Compare the optimized structure with the most compact training example:

with torch.no_grad():
    optimized = model.decoder(z).numpy().reshape(12, 2)

# Most compact in training set
rg_train = radius_of_gyration(data[idx[:split]])
most_compact_idx = np.argmin(rg_train)
most_compact = data[idx[most_compact_idx]]

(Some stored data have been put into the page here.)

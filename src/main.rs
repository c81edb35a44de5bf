use std::fs;
use std::path::PathBuf;

use anyhow::Context;
use banditry::experiment::{DEFAULT_NUM_ARMS, DEFAULT_NUM_SIMS, DEFAULT_TIME_STEPS};
use banditry::policies::Strategy;
use banditry::{Experiment, Report};
use clap::{Parser, ValueEnum};
use log::info;

#[derive(Copy, Clone, Debug, PartialEq, Eq, ValueEnum)]
enum StrategyArg {
    #[value(alias = "eps", alias = "egreedy", alias = "epsilon")]
    EpsilonGreedy,
    #[value(alias = "upper-confidence-bound")]
    Ucb,
}

impl From<StrategyArg> for Strategy {
    fn from(arg: StrategyArg) -> Self {
        match arg {
            StrategyArg::EpsilonGreedy => Strategy::EpsilonGreedy,
            StrategyArg::Ucb => Strategy::Ucb,
        }
    }
}

#[derive(Parser, Debug)]
#[command(
    author,
    version,
    about = "Monte Carlo comparison of epsilon-greedy and UCB on the k-armed bandit",
    long_about = None
)]
struct Args {
    /// Number of arms
    #[arg(long, default_value_t = DEFAULT_NUM_ARMS)]
    arms: usize,

    /// Pulls per simulation
    #[arg(long, default_value_t = DEFAULT_TIME_STEPS)]
    steps: usize,

    /// Simulations per configuration value
    #[arg(long, default_value_t = DEFAULT_NUM_SIMS)]
    sims: usize,

    /// Seed for the arm means and every simulation
    #[arg(long, default_value_t = 0)]
    seed: u64,

    /// Strategy to sweep; repeat to run several (default: all)
    #[arg(long, value_enum)]
    strategy: Vec<StrategyArg>,

    /// Comma-separated sweep values (epsilon or C); defaults depend on the strategy
    #[arg(long, value_delimiter = ',')]
    values: Option<Vec<f64>>,

    /// Run simulations on the current thread only
    #[arg(long)]
    sequential: bool,

    /// Write the full time series as JSON to this file
    #[arg(long, value_name = "FILE")]
    output: Option<PathBuf>,
}

fn main() -> anyhow::Result<()> {
    env_logger::Builder::from_env(env_logger::Env::default().default_filter_or("info")).init();
    let args = Args::parse();

    let strategies: Vec<Strategy> = if args.strategy.is_empty() {
        vec![Strategy::EpsilonGreedy, Strategy::Ucb]
    } else {
        args.strategy.iter().copied().map(Strategy::from).collect()
    };

    let experiment = Experiment::builder()
        .num_arms(args.arms)
        .time_steps(args.steps)
        .num_sims(args.sims)
        .seed(args.seed)
        .parallel(!args.sequential)
        .build()
        .context("invalid experiment configuration")?;

    info!(
        "true means: {:?} (optimal arm {})",
        experiment.rewards().true_means(),
        experiment.rewards().optimal_arm()
    );

    let plan: Vec<(Strategy, Vec<f64>)> = strategies
        .into_iter()
        .map(|strategy| {
            let values = args
                .values
                .clone()
                .unwrap_or_else(|| strategy.default_sweep());
            (strategy, values)
        })
        .collect();
    let sweeps = experiment
        .sweep_all(&plan)
        .with_context(|| format!("sweep plan {plan:?} failed"))?;
    for sweep in &sweeps {
        println!("{sweep}");
    }

    if let Some(path) = args.output {
        let json = Report::new(&experiment, &sweeps).to_json()?;
        fs::write(&path, json).with_context(|| format!("writing {}", path.display()))?;
        info!("wrote {}", path.display());
    }

    Ok(())
}
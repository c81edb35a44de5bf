//! Incremental per-arm value estimates.

/// Running sample mean and pull count for every arm
///
/// Each update is O(1) and no reward history is kept:
/// `Q(a) <- (Q(a) * N(a) + r) / (N(a) + 1)`, then `N(a) += 1`.
#[derive(Clone, Debug, PartialEq)]
pub struct ValueEstimator {
    values: Vec<f64>,
    counts: Vec<u64>,
}

impl ValueEstimator {
    /// All estimates and counts start at zero
    pub fn new(num_arms: usize) -> Self {
        Self {
            values: vec![0.0; num_arms],
            counts: vec![0; num_arms],
        }
    }

    /// Folds one observed reward for `arm` into its estimate
    ///
    /// # Panics
    /// Panics if `arm` is out of range.
    pub fn update(&mut self, arm: usize, reward: f64) {
        let count = self.counts[arm] as f64;
        self.values[arm] = (self.values[arm] * count + reward) / (count + 1.0);
        self.counts[arm] += 1;
    }

    pub fn values(&self) -> &[f64] {
        &self.values
    }

    pub fn counts(&self) -> &[u64] {
        &self.counts
    }

    /// Total number of updates across all arms
    pub fn total_pulls(&self) -> u64 {
        self.counts.iter().sum()
    }

    pub fn num_arms(&self) -> usize {
        self.values.len()
    }
}
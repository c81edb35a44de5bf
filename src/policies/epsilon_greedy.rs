use rand::Rng;

use crate::error::{BanditError, Result};
use crate::policy::{Policy, index_of_max};

/// Epsilon-greedy policy - explores with probability epsilon, exploits otherwise
///
/// Exploration picks an arm uniformly at random, which may be the greedy arm.
/// Exploitation picks the arm with the highest current estimate, ties going
/// to the lowest index.
#[derive(Clone, Copy, Debug, PartialEq)]
pub struct EpsilonGreedy {
    epsilon: f64,
}

impl EpsilonGreedy {
    /// Creates a new EpsilonGreedy policy with the given epsilon
    ///
    /// Returns `InvalidParameter` unless `0 <= epsilon <= 1`.
    pub fn new(epsilon: f64) -> Result<Self> {
        if !(0.0..=1.0).contains(&epsilon) {
            return Err(BanditError::invalid(format!(
                "epsilon must be between 0 and 1, got {epsilon}"
            )));
        }
        Ok(Self { epsilon })
    }

    /// Gets the epsilon value
    pub fn epsilon(&self) -> f64 {
        self.epsilon
    }
}

impl Policy for EpsilonGreedy {
    fn select_arm(
        &self,
        values: &[f64],
        _counts: &[u64],
        _t: usize,
        rng: &mut dyn rand::RngCore,
    ) -> Result<usize> {
        if values.is_empty() {
            return Err(BanditError::NoArmsAvailable);
        }

        // Explore with probability epsilon
        let r: f64 = rng.random_range(0.0..1.0);
        if r < self.epsilon {
            Ok(rng.random_range(0..values.len()))
        } else {
            index_of_max(values).ok_or_else(|| BanditError::NumericalError {
                message: "every value estimate is NaN".to_string(),
            })
        }
    }

    fn label(&self) -> String {
        format!("eps = {}", self.epsilon)
    }
}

fig, axes = plt.subplots(1, 2, figsize=(8, 4))
axes[0].plot(most_compact[:, 0], most_compact[:, 1], "o-", markersize=6)
axes[0].set_title(f"Training (Rg={rg_train[most_compact_idx]:.2f})")
axes[0].set_aspect("equal")

axes[1].plot(optimized[:, 0], optimized[:, 1], "o-", markersize=6, color="C1")
axes[1].set_title(f"Optimized (Rg={rg_history[-1]:.2f})")
axes[1].set_aspect("equal")

plt.tight_layout()
plt.show()

The optimized polymer is more compact than anything in the training set — the VAE has extrapolated beyond the data. This is the same principle behind protein design: encode known proteins, then navigate the latent space toward desired properties (binding affinity, stability, solubility).

Key Takeaways

  • A bead-spring polymer (12 beads, 24 coordinates) is a minimal testbed for generative models — small enough to train in minutes, rich enough to illustrate every VAE concept.
  • Preprocessing matters: center-of-mass subtraction and PCA alignment remove translation/rotation, letting the model focus on shape.
  • The \(\beta\)-VAE with \(\beta = 0.01\) balances reconstruction against latent-space organization for continuous coordinate data.
  • A 2D latent space reveals physically meaningful structure (\(R_g\) gradient) without any property labels during training.
  • Latent-space optimization finds novel conformations with extreme properties — the same principle scales to real proteins.

The companion page nano-polymer-diffusion applies a denoising diffusion model to the same data, enabling a direct comparison between the two generative frameworks.